The current moratorium is a temporary measure that cannot last for a number of reasons. First, it would make a special case of genetic data, when the scientific and moral case is simply not there. The exceptionalist argument presupposes that 'genetic data' is a homogenous and definable term, and this is open to serious question. Is family history not a form of genetic data? Is it proposed that family history should also be excluded from consideration? If so, this will doubtless lead to higher premiums across the board. Such a ban is, of course, an option - we can choose to spread the burden of the cost of (genetic) disease throughout society - but if this is what we desire it can be better achieved through higher taxes than insurance.
A further problem is that a moratorium is a hindrance to further actuarial research. The GAIC model demonstrates an important shift in attitude - it is for insurers to prove the actuarial significance of their requests. But much more work is required on such matters, and this cannot be achieved in our current embargoed state. In the absence of accurate figures, then, insurers will simply guess about the possible significance of a particular condition and raise premiums accordingly.

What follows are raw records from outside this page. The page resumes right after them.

#[derive(Debug, Default)]
struct Inner {
    leads: Vec<StoredLead>,
    history: Vec<LeadHistoryEntry>,
    users: Vec<AssignableUser>,
    jobs: BTreeMap<DbId, StoredJob>,
    rows: BTreeMap<DbId, ImportRow>,
    next_job_id: DbId,
    next_row_id: DbId,
    lookup_sizes: Vec<usize>,
    insert_sizes: Vec<usize>,
    fail_lookups: bool,
    fail_row_updates: bool,
    unavailable: bool,
    rejected_emails: BTreeSet<String>,
}

#[derive(Debug, Default)]
pub struct MemoryLeadStore {
    inner: Mutex<Inner>,
}

impl MemoryLeadStore {
    pub fn new() -> Self {
        Self::default()
    }

    fn lock(&self) -> MutexGuard<'_, Inner> {
        self.inner.lock().unwrap_or_else(PoisonError::into_inner)
    }

    // -- seeding --

    /// Insert an existing lead outside of any import.
    pub fn seed_lead(&self, fields: NormalizedData) -> LeadId {
        let now = Utc::now();
        let id = Uuid::new_v4();
        self.lock().leads.push(StoredLead {
            id,
            fields,
            status: "new".into(),
            assigned_to: None,
            import_job_id: None,
            created_at: now,
            updated_at: now,
        });
        id
    }

    pub fn seed_user(&self, display_name: &str, email: &str) -> UserId {
        let id = Uuid::new_v4();
        self.lock().users.push(AssignableUser {
            id,
            display_name: display_name.to_string(),
            email: email.to_string(),
        });
        id
    }

    // -- fault injection --

    /// Make every duplicate lookup fail as if the database were unreachable.
    pub fn fail_lookups(&self, fail: bool) {
        self.lock().fail_lookups = fail;
    }

    /// Make row outcome updates fail, which aborts a running commit.
    pub fn fail_row_updates(&self, fail: bool) {
        self.lock().fail_row_updates = fail;
    }

    /// Make health checks fail.
    pub fn set_unavailable(&self, unavailable: bool) {
        self.lock().unavailable = unavailable;
    }

    /// Reject any insert statement containing a lead with this email.
    pub fn reject_email(&self, email: &str) {
        self.lock().rejected_emails.insert(match_key(email));
    }

    // -- inspection --

    pub fn leads(&self) -> Vec<StoredLead> {
        self.lock().leads.clone()
    }

    pub fn lead(&self, id: LeadId) -> Option<StoredLead> {
        self.lock().leads.iter().find(|l| l.id == id).cloned()
    }

    pub fn history(&self) -> Vec<LeadHistoryEntry> {
        self.lock().history.clone()
    }

    /// Number of values in each lookup, in call order.
    pub fn lookup_sizes(&self) -> Vec<usize> {
        self.lock().lookup_sizes.clone()
    }

    /// Number of leads in each insert statement, in call order.
    pub fn insert_sizes(&self) -> Vec<usize> {
        self.lock().insert_sizes.clone()
    }

    /// Current lease holder of a job.
    pub fn lease_of(&self, job_id: DbId) -> Option<LeaseToken> {
        self.lock().jobs.get(&job_id).and_then(|j| j.lease.map(|(t, _)| t))
    }
}
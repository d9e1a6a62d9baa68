//! Row evaluator: mapping, normalization and validation of one row. No database access.

use std::collections::BTreeMap;

use super::rules::{
    digit_count, RowValidationResult, ValidationIssue, EMAIL_RE, MAX_PHONE_DIGITS, MIN_PHONE_DIGITS,
    MSG_EMAIL_FIXED, MSG_INVALID_EMAIL, MSG_MISSING_COMPANY, MSG_MISSING_CONTACT, MSG_MISSING_NAME,
    MSG_PHONE_TOO_LONG, MSG_PHONE_TOO_SHORT,
};
use crate::field::{FieldKey, NormalizedData};
use crate::mapping::ColumnMapping;
use crate::normalize::normalize_field;
use crate::parser::ParsedRow;
use crate::types::RowNumber;

/// Per-row field overrides entered by the user. `None` clears the field.
pub type RowEdits = BTreeMap<FieldKey, Option<String>>;

/// Pick the trimmed, non-empty raw value of every mapped column.
pub fn apply_mapping(row: &ParsedRow, mappings: &[ColumnMapping]) -> BTreeMap<FieldKey, String> {
    let mut mapped = BTreeMap::new();
    for mapping in mappings {
        let Some(field) = mapping.target_field else {
            continue;
        };
        let Some(raw) = row.values.get(mapping.source_index) else {
            continue;
        };
        let raw = raw.trim();
        if !raw.is_empty() {
            mapped.insert(field, raw.to_string());
        }
    }
    mapped
}

/// Map, normalize and check one parsed row.
pub fn validate_row(row: &ParsedRow, mappings: &[ColumnMapping]) -> RowValidationResult {
    validate_mapped(row.row_number, &apply_mapping(row, mappings))
}

/// Validate every row, preserving order.
pub fn validate_rows(rows: &[ParsedRow], mappings: &[ColumnMapping]) -> Vec<RowValidationResult> {
    rows.iter().map(|row| validate_row(row, mappings)).collect()
}

/// Normalize and check already-mapped values.
///
/// Also used to re-validate rows at commit time after user edits have been
/// merged in. Normalizers are idempotent, so passing normalized data back in
/// is safe.
pub fn validate_mapped(row_number: RowNumber, mapped: &BTreeMap<FieldKey, String>) -> RowValidationResult {
    let mut errors = Vec::new();
    let mut warnings = Vec::new();
    let mut data = NormalizedData::new();

    for (&field, raw) in mapped {
        let normalized = normalize_field(field, raw);
        if normalized.was_fixed {
            warnings.push(ValidationIssue::new(field, MSG_EMAIL_FIXED, Some(raw)));
        }
        if let Some(value) = normalized.value {
            data.insert(field, value);
        }
    }

    for (&field, value) in &data {
        let max = field.max_length();
        if value.chars().count() > max {
            errors.push(ValidationIssue::new(
                field,
                format!("{} must be at most {max} characters", field.label()),
                Some(value),
            ));
        }
    }

    if let Some(email) = data.get(&FieldKey::Email) {
        if !EMAIL_RE.is_match(email) {
            errors.push(ValidationIssue::new(FieldKey::Email, MSG_INVALID_EMAIL, Some(email)));
        }
    }

    if let Some(phone) = data.get(&FieldKey::Phone) {
        let digits = digit_count(phone);
        if digits < MIN_PHONE_DIGITS {
            errors.push(ValidationIssue::new(FieldKey::Phone, MSG_PHONE_TOO_SHORT, Some(phone)));
        } else if digits > MAX_PHONE_DIGITS {
            warnings.push(ValidationIssue::new(FieldKey::Phone, MSG_PHONE_TOO_LONG, Some(phone)));
        }
    }

    // Missing contact info is reported on `email` as the representative field.
    if !data.contains_key(&FieldKey::Email) && !data.contains_key(&FieldKey::Phone) {
        errors.push(ValidationIssue::new(FieldKey::Email, MSG_MISSING_CONTACT, None));
    }

    if !data.contains_key(&FieldKey::FirstName) && !data.contains_key(&FieldKey::LastName) {
        warnings.push(ValidationIssue::new(FieldKey::FirstName, MSG_MISSING_NAME, None));
    }
    if !data.contains_key(&FieldKey::Company) {
        warnings.push(ValidationIssue::new(FieldKey::Company, MSG_MISSING_COMPANY, None));
    }

    RowValidationResult::new(row_number, errors, warnings, data)
}

/// Overlay user edits on top of normalized data, producing a new map.
pub fn merge_edits(normalized: &NormalizedData, edits: &RowEdits) -> NormalizedData {
    let mut merged = normalized.clone();
    for (&field, value) in edits {
        match value.as_deref().map(str::trim) {
            Some(v) if !v.is_empty() => {
                merged.insert(field, v.to_string());
            }
            _ => {
                merged.remove(&field);
            }
        }
    }
    merged
}

/// Re-validate a result with edits applied. The original is left untouched.
pub fn revalidate_with_edits(result: &RowValidationResult, edits: &RowEdits) -> RowValidationResult {
    if edits.is_empty() {
        return result.clone();
    }
    validate_mapped(result.row_number, &merge_edits(&result.normalized_data, edits))
}

#[cfg(test)]
mod tests {
    use super::*;
    use crate::mapping::auto_map_columns;

    fn mapped(pairs: &[(FieldKey, &str)]) -> BTreeMap<FieldKey, String> {
        pairs.iter().map(|(f, v)| (*f, v.to_string())).collect()
    }

    fn has_error(result: &RowValidationResult, field: FieldKey) -> bool {
        result.errors.iter().any(|e| e.field == field)
    }

    // -- contact rule --

    #[test]
    fn row_without_contact_is_invalid() {
        let r = validate_mapped(
            1,
            &mapped(&[
                (FieldKey::FirstName, "Jean"),
                (FieldKey::Company, "Acme"),
                (FieldKey::City, "Paris"),
                (FieldKey::ExternalId, "X-1"),
            ]),
        );
        assert!(!r.is_valid);
        assert_eq!(r.errors.len(), 1);
        assert_eq!(r.errors[0].field, FieldKey::Email);
        assert_eq!(r.errors[0].message, MSG_MISSING_CONTACT);
    }

    #[test]
    fn whitespace_only_contact_counts_as_missing() {
        let r = validate_mapped(1, &mapped(&[(FieldKey::Email, "   "), (FieldKey::Phone, "\t")]));
        assert!(!r.is_valid);
        assert!(r.normalized_data.is_empty());
    }

    #[test]
    fn phone_only_is_valid() {
        let r = validate_mapped(1, &mapped(&[(FieldKey::Phone, "06 12 34 56 78")]));
        assert!(r.is_valid);
        assert_eq!(r.value(FieldKey::Phone), Some("+33612345678"));
    }

    // -- format checks --

    #[test]
    fn invalid_email_is_error() {
        let r = validate_mapped(1, &mapped(&[(FieldKey::Email, "not-an-email")]));
        assert!(!r.is_valid);
        assert!(has_error(&r, FieldKey::Email));
        assert_eq!(r.errors[0].value.as_deref(), Some("not-an-email"));
    }

    #[test]
    fn short_phone_is_error_long_phone_is_warning() {
        let r = validate_mapped(1, &mapped(&[(FieldKey::Phone, "12345")]));
        assert!(has_error(&r, FieldKey::Phone));

        let r = validate_mapped(1, &mapped(&[(FieldKey::Phone, "+1234567890123456")]));
        assert!(r.is_valid);
        assert!(r.warnings.iter().any(|w| w.message == MSG_PHONE_TOO_LONG));
    }

    #[test]
    fn max_length_enforced() {
        let long = "a".repeat(21);
        let r = validate_mapped(
            1,
            &mapped(&[(FieldKey::Email, "a@b.com"), (FieldKey::PostalCode, &long)]),
        );
        assert!(!r.is_valid);
        assert!(has_error(&r, FieldKey::PostalCode));
    }

    #[test]
    fn fixed_email_produces_warning_not_error() {
        let r = validate_mapped(1, &mapped(&[(FieldKey::Email, "jean@gmailcom")]));
        assert!(r.is_valid);
        assert_eq!(r.value(FieldKey::Email), Some("jean@gmail.com"));
        assert!(r.warnings.iter().any(|w| w.message == MSG_EMAIL_FIXED));
    }

    #[test]
    fn missing_name_and_company_are_warnings() {
        let r = validate_mapped(1, &mapped(&[(FieldKey::Email, "a@b.com")]));
        assert!(r.is_valid);
        let messages: Vec<&str> = r.warnings.iter().map(|w| w.message.as_str()).collect();
        assert!(messages.contains(&MSG_MISSING_NAME));
        assert!(messages.contains(&MSG_MISSING_COMPANY));
    }

    // -- mapping --

    #[test]
    fn validate_row_applies_mapping() {
        let headers = vec!["Email".to_string(), "Nom".to_string(), "Favourite colour".to_string()];
        let mappings = auto_map_columns(&headers, &[], 0.7);
        let row = ParsedRow {
            row_number: 4,
            values: vec![" Jean@Test.COM ".into(), "dupont".into(), "zzz".into()],
        };
        let r = validate_row(&row, &mappings);
        assert_eq!(r.row_number, 4);
        assert_eq!(r.value(FieldKey::Email), Some("jean@test.com"));
        assert_eq!(r.value(FieldKey::LastName), Some("Dupont"));
        assert_eq!(r.normalized_data.len(), 2);
    }

    #[test]
    fn short_row_ignores_missing_columns() {
        let headers = vec!["Email".to_string(), "Phone".to_string()];
        let mappings = auto_map_columns(&headers, &[], 0.7);
        let row = ParsedRow {
            row_number: 1,
            values: vec!["a@b.com".into()],
        };
        let r = validate_row(&row, &mappings);
        assert!(r.is_valid);
        assert_eq!(r.value(FieldKey::Phone), None);
    }

    // -- edits --

    #[test]
    fn edits_overlay_without_mutating_original() {
        let original = validate_mapped(1, &mapped(&[(FieldKey::Email, "bad")]));
        assert!(!original.is_valid);

        let mut edits = RowEdits::new();
        edits.insert(FieldKey::Email, Some("Good@Example.com".into()));
        let fixed = revalidate_with_edits(&original, &edits);

        assert!(fixed.is_valid);
        assert_eq!(fixed.value(FieldKey::Email), Some("good@example.com"));
        assert_eq!(original.value(FieldKey::Email), Some("bad"));
    }

    #[test]
    fn edit_to_none_clears_field() {
        let original = validate_mapped(
            1,
            &mapped(&[(FieldKey::Email, "a@b.com"), (FieldKey::Phone, "0612345678")]),
        );
        let mut edits = RowEdits::new();
        edits.insert(FieldKey::Email, None);
        let merged = merge_edits(&original.normalized_data, &edits);
        assert!(!merged.contains_key(&FieldKey::Email));
        assert_eq!(merged.get(&FieldKey::Phone).map(String::as_str), Some("+33612345678"));
    }
}
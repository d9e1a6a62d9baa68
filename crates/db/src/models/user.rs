//! Models for the `users` table.

use leadimport_core::lead::AssignableUser;
use leadimport_core::types::{Timestamp, UserId};
use serde::Serialize;
use sqlx::FromRow;

/// A row from the `users` table.
#[derive(Debug, Clone, FromRow, Serialize)]
pub struct User {
    pub id: UserId,
    pub display_name: String,
    pub email: String,
    pub is_active: bool,
    pub can_receive_leads: bool,
    pub created_at: Timestamp,
    pub updated_at: Timestamp,
}

impl From<User> for AssignableUser {
    fn from(user: User) -> Self {
        AssignableUser {
            id: user.id,
            display_name: user.display_name,
            email: user.email,
        }
    }
}
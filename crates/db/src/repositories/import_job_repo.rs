//! Repository for the `import_jobs` table.

use leadimport_core::import_status::JobStatus;
use leadimport_core::lead_store::{LeaseToken, NewImportJob, RowStatusCounts};
use leadimport_core::types::DbId;
use sqlx::types::Json;
use sqlx::PgPool;

use crate::models::import_job::ImportJobRow;

/// Column list for `import_jobs` SELECT queries.
const COLUMNS: &str = "\
    id, status, file_name, file_type, total_rows, valid_rows, processed_rows, \
    imported_count, updated_count, skipped_count, error_count, mappings, \
    assignment_config, duplicate_config, default_status, default_source, \
    error_message, lease_token, lease_acquired_at, created_at, started_at, \
    completed_at, updated_at";

/// Provides CRUD, lease and progress operations for import jobs.
pub struct ImportJobRepo;

impl ImportJobRepo {
    /// Insert a new job in `ready` status.
    pub async fn create(pool: &PgPool, input: &NewImportJob) -> Result<ImportJobRow, sqlx::Error> {
        let query = format!(
            "INSERT INTO import_jobs \
                (file_name, file_type, total_rows, valid_rows, mappings, \
                 assignment_config, duplicate_config, default_status, default_source) \
             VALUES ($1, $2, $3, $4, $5, $6, $7, $8, $9) \
             RETURNING {COLUMNS}"
        );
        sqlx::query_as::<_, ImportJobRow>(&query)
            .bind(&input.file_name)
            .bind(&input.file_type)
            .bind(input.total_rows)
            .bind(input.valid_rows)
            .bind(Json(&input.mappings))
            .bind(Json(&input.assignment_config))
            .bind(Json(&input.duplicate_config))
            .bind(&input.default_status)
            .bind(&input.default_source)
            .fetch_one(pool)
            .await
    }

    pub async fn find_by_id(pool: &PgPool, id: DbId) -> Result<Option<ImportJobRow>, sqlx::Error> {
        let query = format!("SELECT {COLUMNS} FROM import_jobs WHERE id = $1");
        sqlx::query_as::<_, ImportJobRow>(&query)
            .bind(id)
            .fetch_optional(pool)
            .await
    }

    /// List jobs, newest first.
    pub async fn list(pool: &PgPool, limit: i64, offset: i64) -> Result<Vec<ImportJobRow>, sqlx::Error> {
        let query = format!(
            "SELECT {COLUMNS} FROM import_jobs \
             ORDER BY created_at DESC, id DESC \
             LIMIT $1 OFFSET $2"
        );
        sqlx::query_as::<_, ImportJobRow>(&query)
            .bind(limit)
            .bind(offset)
            .fetch_all(pool)
            .await
    }

    /// Compare-and-set the lease and move the job to `importing`.
    ///
    /// Takes the lease when it is free, already held by `token`, or older
    /// than `stale_after_secs`. Returns whether the lease is now held.
    pub async fn acquire_lease(
        pool: &PgPool,
        id: DbId,
        token: LeaseToken,
        stale_after_secs: i64,
    ) -> Result<bool, sqlx::Error> {
        let committable: Vec<&str> = JobStatus::COMMITTABLE.iter().map(|s| s.as_str()).collect();
        let acquired = sqlx::query_scalar::<_, DbId>(
            "UPDATE import_jobs \
             SET status = 'importing', lease_token = $2, lease_acquired_at = NOW(), \
                 started_at = COALESCE(started_at, NOW()), completed_at = NULL \
             WHERE id = $1 \
               AND status = ANY($3) \
               AND (lease_token IS NULL \
                    OR lease_token = $2 \
                    OR lease_acquired_at < NOW() - make_interval(secs => $4)) \
             RETURNING id",
        )
        .bind(id)
        .bind(token)
        .bind(&committable)
        .bind(stale_after_secs as f64)
        .fetch_optional(pool)
        .await?;
        Ok(acquired.is_some())
    }

    /// Clear the lease if `token` still holds it.
    pub async fn release_lease(pool: &PgPool, id: DbId, token: LeaseToken) -> Result<(), sqlx::Error> {
        sqlx::query(
            "UPDATE import_jobs SET lease_token = NULL, lease_acquired_at = NULL \
             WHERE id = $1 AND lease_token = $2",
        )
        .bind(id)
        .bind(token)
        .execute(pool)
        .await?;
        Ok(())
    }

    /// Store running counters and refresh the lease heartbeat.
    pub async fn update_progress(pool: &PgPool, id: DbId, counts: &RowStatusCounts) -> Result<bool, sqlx::Error> {
        let result = sqlx::query(
            "UPDATE import_jobs \
             SET processed_rows = $2, imported_count = $3, updated_count = $4, \
                 skipped_count = $5, error_count = $6, \
                 lease_acquired_at = CASE WHEN lease_token IS NULL THEN lease_acquired_at ELSE NOW() END \
             WHERE id = $1",
        )
        .bind(id)
        .bind(counts.processed())
        .bind(counts.imported)
        .bind(counts.updated)
        .bind(counts.skipped)
        .bind(counts.error)
        .execute(pool)
        .await?;
        Ok(result.rows_affected() > 0)
    }

    /// Move the job to a terminal status with its final counters.
    pub async fn finish(
        pool: &PgPool,
        id: DbId,
        status: JobStatus,
        counts: &RowStatusCounts,
    ) -> Result<bool, sqlx::Error> {
        let result = sqlx::query(
            "UPDATE import_jobs \
             SET status = $2, processed_rows = $3, imported_count = $4, updated_count = $5, \
                 skipped_count = $6, error_count = $7, completed_at = NOW() \
             WHERE id = $1",
        )
        .bind(id)
        .bind(status.as_str())
        .bind(counts.processed())
        .bind(counts.imported)
        .bind(counts.updated)
        .bind(counts.skipped)
        .bind(counts.error)
        .execute(pool)
        .await?;
        Ok(result.rows_affected() > 0)
    }

    pub async fn fail(pool: &PgPool, id: DbId, message: &str) -> Result<bool, sqlx::Error> {
        let result = sqlx::query(
            "UPDATE import_jobs \
             SET status = 'failed', error_message = $2, completed_at = NOW() \
             WHERE id = $1",
        )
        .bind(id)
        .bind(message)
        .execute(pool)
        .await?;
        Ok(result.rows_affected() > 0)
    }
}
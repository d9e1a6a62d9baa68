//! Row structs for the import tables.
//!
//! Each submodule contains a `FromRow` entity struct matching the database
//! row and the conversion into the matching core record.

pub mod import_job;
pub mod import_row;
pub mod lead;
pub mod lead_history;
pub mod user;
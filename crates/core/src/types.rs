/// Import jobs, import rows and history entries use PostgreSQL BIGSERIAL keys.
pub type DbId = i64;

/// Leads are addressed by UUID (they are exposed to clients and other services).
pub type LeadId = uuid::Uuid;

/// Users that leads can be assigned to.
pub type UserId = uuid::Uuid;

/// 1-based data row number within an uploaded file (header excluded).
pub type RowNumber = i32;

/// All timestamps are UTC.
pub type Timestamp = chrono::DateTime<chrono::Utc>;
pub mod health;
pub mod imports;

use axum::Router;

use crate::config::ServerConfig;
use crate::state::AppState;

/// Build the `/api/v1` route tree.
///
/// ```text
/// /imports                      list jobs
/// /imports/parse                parse an uploaded file, suggest mappings (POST)
/// /imports/preview              validate rows and detect duplicates (POST)
/// /imports/duplicates           database duplicate check (POST)
/// /imports/commit               submit and run an import (POST)
/// /imports/{id}                 job detail
/// /imports/{id}/progress        live or persisted progress
/// /imports/{id}/rows            staged rows, optional status filter
/// /imports/{id}/cancel          cancel a running or pending job (POST)
/// /imports/{id}/report          CSV report download
/// ```
pub fn api_routes(config: &ServerConfig) -> Router<AppState> {
    Router::new().nest("/imports", imports::router(&config.import))
}
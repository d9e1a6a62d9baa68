//! Repository for the `leads` table.

use leadimport_core::field::FieldKey;
use leadimport_core::lead::{LeadUpdate, NewLead};
use leadimport_core::types::LeadId;
use sqlx::PgPool;
use uuid::Uuid;

use crate::models::lead::Lead;

/// Column list for `leads` SELECT queries.
const COLUMNS: &str = "\
    id, first_name, last_name, email, phone, company, job_title, \
    address, city, postal_code, country, website, notes, source, \
    external_id, status, assigned_to, import_job_id, created_at, updated_at";

/// Column list for INSERT. Field columns follow `FieldKey::ALL` order.
const INSERT_COLUMNS: &str = "\
    id, first_name, last_name, email, phone, company, job_title, \
    address, city, postal_code, country, website, notes, source, \
    external_id, status, assigned_to, import_job_id";

const INSERT_PARAMS_PER_ROW: usize = 4 + FieldKey::ALL.len();

/// Provides lookup, insert and update operations for leads.
pub struct LeadRepo;

impl LeadRepo {
    pub async fn find_by_id(pool: &PgPool, id: LeadId) -> Result<Option<Lead>, sqlx::Error> {
        let query = format!("SELECT {COLUMNS} FROM leads WHERE id = $1");
        sqlx::query_as::<_, Lead>(&query)
            .bind(id)
            .fetch_optional(pool)
            .await
    }

    /// Leads whose `field` matches one of `values`, ignoring case.
    ///
    /// Oldest leads come first.
    pub async fn find_by_field_values(
        pool: &PgPool,
        field: FieldKey,
        values: &[String],
    ) -> Result<Vec<Lead>, sqlx::Error> {
        if values.is_empty() {
            return Ok(Vec::new());
        }
        let lowered: Vec<String> = values.iter().map(|v| v.to_lowercase()).collect();
        let query = format!(
            "SELECT {COLUMNS} FROM leads WHERE LOWER({}) = ANY($1) ORDER BY created_at ASC, id ASC",
            field.column()
        );
        sqlx::query_as::<_, Lead>(&query)
            .bind(&lowered)
            .fetch_all(pool)
            .await
    }

    /// Insert many leads with one multi-row INSERT.
    ///
    /// Ids are generated here so they can be returned in input order.
    pub async fn batch_insert(pool: &PgPool, leads: &[NewLead]) -> Result<Vec<LeadId>, sqlx::Error> {
        if leads.is_empty() {
            return Ok(Vec::new());
        }

        let ids: Vec<LeadId> = leads.iter().map(|_| Uuid::new_v4()).collect();

        let mut query = format!("INSERT INTO leads ({INSERT_COLUMNS}) VALUES ");
        let mut param_idx = 1usize;
        for i in 0..leads.len() {
            if i > 0 {
                query.push_str(", ");
            }
            query.push('(');
            for p in 0..INSERT_PARAMS_PER_ROW {
                if p > 0 {
                    query.push_str(", ");
                }
                query.push_str(&format!("${param_idx}"));
                param_idx += 1;
            }
            query.push(')');
        }

        let mut q = sqlx::query(&query);
        for (lead, id) in leads.iter().zip(&ids) {
            q = q.bind(*id);
            for field in FieldKey::ALL {
                q = q.bind(lead.fields.get(&field).cloned());
            }
            q = q
                .bind(&lead.status)
                .bind(lead.assigned_to)
                .bind(lead.import_job_id);
        }
        q.execute(pool).await?;

        Ok(ids)
    }

    /// Overwrite the fields present in `update` and return the lead as it
    /// was before. `None` when the lead does not exist.
    ///
    /// The row is locked for the read-then-write so the returned snapshot is
    /// exactly what was replaced.
    pub async fn update_fields(
        pool: &PgPool,
        id: LeadId,
        update: &LeadUpdate,
    ) -> Result<Option<Lead>, sqlx::Error> {
        let mut tx = pool.begin().await?;

        let select = format!("SELECT {COLUMNS} FROM leads WHERE id = $1 FOR UPDATE");
        let Some(before) = sqlx::query_as::<_, Lead>(&select)
            .bind(id)
            .fetch_optional(&mut *tx)
            .await?
        else {
            return Ok(None);
        };

        if !update.fields.is_empty() {
            let sets: Vec<String> = update
                .fields
                .keys()
                .enumerate()
                .map(|(i, field)| format!("{} = ${}", field.column(), i + 2))
                .collect();
            let query = format!("UPDATE leads SET {} WHERE id = $1", sets.join(", "));
            let mut q = sqlx::query(&query).bind(id);
            for value in update.fields.values() {
                q = q.bind(value);
            }
            q.execute(&mut *tx).await?;
        }

        tx.commit().await?;
        Ok(Some(before))
    }

    pub async fn count_for_job(pool: &PgPool, job_id: i64) -> Result<i64, sqlx::Error> {
        sqlx::query_scalar::<_, i64>("SELECT COUNT(*)::BIGINT FROM leads WHERE import_job_id = $1")
            .bind(job_id)
            .fetch_one(pool)
            .await
    }
}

Mistrust and negative perceptions abound in this area. But law should not be our first port of call; it is at best a crude tool to enforce rules; it can do even less to change attitudes. More transparency and openness on both sides is required. This means accurate evidence from insurers about the true significance, or otherwise, of (genetic) test results and more information about the basis of their decisions. Prospective insured equally should be willing to share materially relevant health data. But let us not make a special case of genetics.
Dr Graeme Laurie is Senior Lecturer in Law and Co-Director of the Arts and Humanities Research Board (AHRB) Research Centre for Studies in Intellectual Property and Technology Law at the University of Edinburgh.